> _Assigned task_
Which lines run from the start of the data below to the line containing "use std::fmt;"? Set them down exactly, with none added.

(Saved data entries)
___
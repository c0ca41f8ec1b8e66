//! Node views
//!
//! A [`Node`] is a borrowed, `Copy` view of one arena slot. Its variant is
//! chosen once, when the view is created, from the slot's raw kind; the
//! variant-specific views ([`Document`], [`Element`], [`TextNode`]) carry only
//! the fields that make sense for that kind.

use std::fmt;
use std::hash::{Hash, Hasher};

use crate::arena::{Arena, NodeId, RawData};
use crate::attributes::Attributes;
use crate::children::Children;
use crate::document::Document;
use crate::element::Element;
use crate::error::{DomError, Result};
use crate::text::{TextKind, TextNode};
use crate::traverse::Descendants;

/// Node type names indexed by [`NodeType`] code
pub const NODE_TYPES: [&str; 7] = [
    "document",
    "element",
    "text",
    "cdata",
    "comment",
    "whitespace",
    "template",
];

/// Kind of a node
///
/// `Template` is an element sub-kind: template elements are [`Element`]
/// views and behave like any other element for tree purposes.
#[derive(Debug, Clone, Copy, PartialEq, Eq, Hash)]
#[cfg_attr(feature = "serde", derive(serde::Serialize))]
#[cfg_attr(feature = "serde", serde(rename_all = "lowercase"))]
#[repr(u8)]
pub enum NodeType {
    Document = 0,
    Element = 1,
    Text = 2,
    CData = 3,
    Comment = 4,
    Whitespace = 5,
    Template = 6,
}

impl NodeType {
    /// Small integer code (index into [`NODE_TYPES`])
    #[inline]
    pub fn code(self) -> u8 {
        self as u8
    }

    /// Lower-case name, e.g. `"element"`
    #[inline]
    pub fn as_str(self) -> &'static str {
        NODE_TYPES[self as usize]
    }

    /// Whether nodes of this kind have a child sequence
    #[inline]
    pub fn has_children(self) -> bool {
        matches!(self, NodeType::Document | NodeType::Element | NodeType::Template)
    }
}

impl fmt::Display for NodeType {
    fn fmt(&self, f: &mut fmt::Formatter<'_>) -> fmt::Result {
        f.write_str(self.as_str())
    }
}

/// Arena position shared by every view: the navigation half of a node
#[derive(Clone, Copy)]
pub(crate) struct NodeRef<'a> {
    pub(crate) arena: &'a Arena,
    pub(crate) id: NodeId,
}

impl<'a> NodeRef<'a> {
    #[inline]
    pub(crate) fn parent(self) -> Option<Node<'a>> {
        self.arena
            .raw(self.id)
            .parent
            .map(|parent| Node::from_id(self.arena, parent))
    }

    #[inline]
    pub(crate) fn offset(self) -> usize {
        self.arena.raw(self.id).offset as usize
    }

    #[inline]
    pub(crate) fn index(self) -> usize {
        self.arena.raw(self.id).index as usize
    }

    fn siblings(self) -> &'a [NodeId] {
        match self.arena.raw(self.id).parent {
            Some(parent) => self.arena.children_of(parent),
            None => &[],
        }
    }

    pub(crate) fn next_sibling(self) -> Option<Node<'a>> {
        let siblings = self.siblings();
        siblings
            .get(self.index() + 1)
            .map(|&id| Node::from_id(self.arena, id))
    }

    pub(crate) fn previous_sibling(self) -> Option<Node<'a>> {
        if self.arena.raw(self.id).parent.is_none() {
            return None;
        }
        let index = self.index().checked_sub(1)?;
        self.siblings()
            .get(index)
            .map(|&id| Node::from_id(self.arena, id))
    }
}

impl PartialEq for NodeRef<'_> {
    fn eq(&self, other: &Self) -> bool {
        std::ptr::eq(self.arena, other.arena) && self.id == other.id
    }
}

impl Eq for NodeRef<'_> {}

impl Hash for NodeRef<'_> {
    fn hash<H: Hasher>(&self, state: &mut H) {
        std::ptr::hash(self.arena, state);
        self.id.hash(state);
    }
}

/// A node of the parsed tree
///
/// Equality and hashing are by identity: two views are equal when they point
/// at the same node of the same arena.
#[derive(Clone, Copy, PartialEq, Eq, Hash)]
pub enum Node<'a> {
    Document(Document<'a>),
    Element(Element<'a>),
    Text(TextNode<'a>),
    CData(TextNode<'a>),
    Comment(TextNode<'a>),
    Whitespace(TextNode<'a>),
}

impl<'a> Node<'a> {
    /// Build the view matching the raw kind of arena slot `id`
    pub(crate) fn from_id(arena: &'a Arena, id: NodeId) -> Node<'a> {
        let at = NodeRef { arena, id };
        match &arena.raw(id).data {
            RawData::Document(data) => Node::Document(Document::new(at, data)),
            RawData::Element(data) => Node::Element(Element::new(at, data)),
            RawData::Text(content) => Node::Text(TextNode::new(at, TextKind::Text, content)),
            RawData::CData(content) => Node::CData(TextNode::new(at, TextKind::CData, content)),
            RawData::Comment(content) => Node::Comment(TextNode::new(at, TextKind::Comment, content)),
            RawData::Whitespace(content) => {
                Node::Whitespace(TextNode::new(at, TextKind::Whitespace, content))
            }
        }
    }

    #[inline]
    pub(crate) fn at(&self) -> NodeRef<'a> {
        match self {
            Node::Document(doc) => doc.at,
            Node::Element(elem) => elem.at,
            Node::Text(text) | Node::CData(text) | Node::Comment(text) | Node::Whitespace(text) => text.at,
        }
    }

    /// Arena slot of this node
    #[inline]
    pub fn id(&self) -> NodeId {
        self.at().id
    }

    /// The arena this view borrows
    #[inline]
    pub fn arena(&self) -> &'a Arena {
        self.at().arena
    }

    /// Node kind
    pub fn node_type(&self) -> NodeType {
        match self {
            Node::Document(_) => NodeType::Document,
            Node::Element(elem) => elem.node_type(),
            Node::Text(_) => NodeType::Text,
            Node::CData(_) => NodeType::CData,
            Node::Comment(_) => NodeType::Comment,
            Node::Whitespace(_) => NodeType::Whitespace,
        }
    }

    /// Parent node; `None` for the document
    pub fn parent(&self) -> Option<Node<'a>> {
        self.at().parent()
    }

    /// Byte offset of the node in the source (0 for the document)
    pub fn offset(&self) -> usize {
        self.at().offset()
    }

    /// Position among the parent's children (0 for the document)
    pub fn index_within_parent(&self) -> usize {
        self.at().index()
    }

    /// Next node in the parent's child sequence
    pub fn next_sibling(&self) -> Option<Node<'a>> {
        self.at().next_sibling()
    }

    /// Previous node in the parent's child sequence
    pub fn previous_sibling(&self) -> Option<Node<'a>> {
        self.at().previous_sibling()
    }

    /// True for the document and elements (the kinds with children)
    pub fn is_tag(&self) -> bool {
        matches!(self, Node::Document(_) | Node::Element(_))
    }

    /// True for text, CDATA, comment and whitespace nodes
    pub fn is_text(&self) -> bool {
        !self.is_tag()
    }

    /// Child sequence of a document or element
    pub fn children(&self) -> Result<Children<'a>> {
        match self {
            Node::Document(doc) => Ok(doc.children()),
            Node::Element(elem) => Ok(elem.children()),
            _ => Err(DomError::NotIterable { kind: self.node_type() }),
        }
    }

    /// Attributes of an element
    pub fn attributes(&self) -> Result<Attributes<'a>> {
        match self {
            Node::Element(elem) => Ok(elem.attributes()),
            _ => Err(DomError::NotATag { kind: self.node_type() }),
        }
    }

    /// Tag name of an element
    pub fn tag_name(&self) -> Result<&'a str> {
        match self {
            Node::Element(elem) => Ok(elem.tag_name()),
            _ => Err(DomError::NotATag { kind: self.node_type() }),
        }
    }

    /// Content of a text-like node
    pub fn text(&self) -> Result<&'a str> {
        match self {
            Node::Text(text) | Node::CData(text) | Node::Comment(text) | Node::Whitespace(text) => {
                Ok(text.text())
            }
            _ => Err(DomError::NotText { kind: self.node_type() }),
        }
    }

    pub fn as_document(&self) -> Option<Document<'a>> {
        match self {
            Node::Document(doc) => Some(*doc),
            _ => None,
        }
    }

    pub fn as_element(&self) -> Option<Element<'a>> {
        match self {
            Node::Element(elem) => Some(*elem),
            _ => None,
        }
    }

    pub fn as_text(&self) -> Option<TextNode<'a>> {
        match self {
            Node::Text(text) | Node::CData(text) | Node::Comment(text) | Node::Whitespace(text) => Some(*text),
            _ => None,
        }
    }

    /// Lazy pre-order walk over every node below this one
    pub fn descendants(&self) -> Descendants<'a> {
        Descendants::new(self.at())
    }
}

impl<'a> From<Document<'a>> for Node<'a> {
    fn from(doc: Document<'a>) -> Self {
        Node::Document(doc)
    }
}

impl<'a> From<Element<'a>> for Node<'a> {
    fn from(elem: Element<'a>) -> Self {
        Node::Element(elem)
    }
}

impl<'a> From<TextNode<'a>> for Node<'a> {
    fn from(text: TextNode<'a>) -> Self {
        text.as_node()
    }
}

impl fmt::Display for Node<'_> {
    fn fmt(&self, f: &mut fmt::Formatter<'_>) -> fmt::Result {
        match self {
            Node::Document(doc) => fmt::Display::fmt(doc, f),
            Node::Element(elem) => fmt::Display::fmt(elem, f),
            Node::Text(text) | Node::CData(text) | Node::Comment(text) | Node::Whitespace(text) => {
                fmt::Display::fmt(text, f)
            }
        }
    }
}

impl fmt::Debug for Node<'_> {
    fn fmt(&self, f: &mut fmt::Formatter<'_>) -> fmt::Result {
        match self {
            Node::Document(doc) => fmt::Debug::fmt(doc, f),
            Node::Element(elem) => fmt::Debug::fmt(elem, f),
            Node::Text(text) | Node::CData(text) | Node::Comment(text) | Node::Whitespace(text) => {
                fmt::Debug::fmt(text, f)
            }
        }
    }
}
___
> _Answer box_
repository c0ca41f8ec1b8e66
//! Node views
//!
//! A [`Node`] is a borrowed, `Copy` view of one arena slot. Its variant is
//! chosen once, when the view is created, from the slot's raw kind; the
//! variant-specific views ([`Document`], [`Element`], [`TextNode`]) carry only
//! the fields that make sense for that kind.

use std::fmt;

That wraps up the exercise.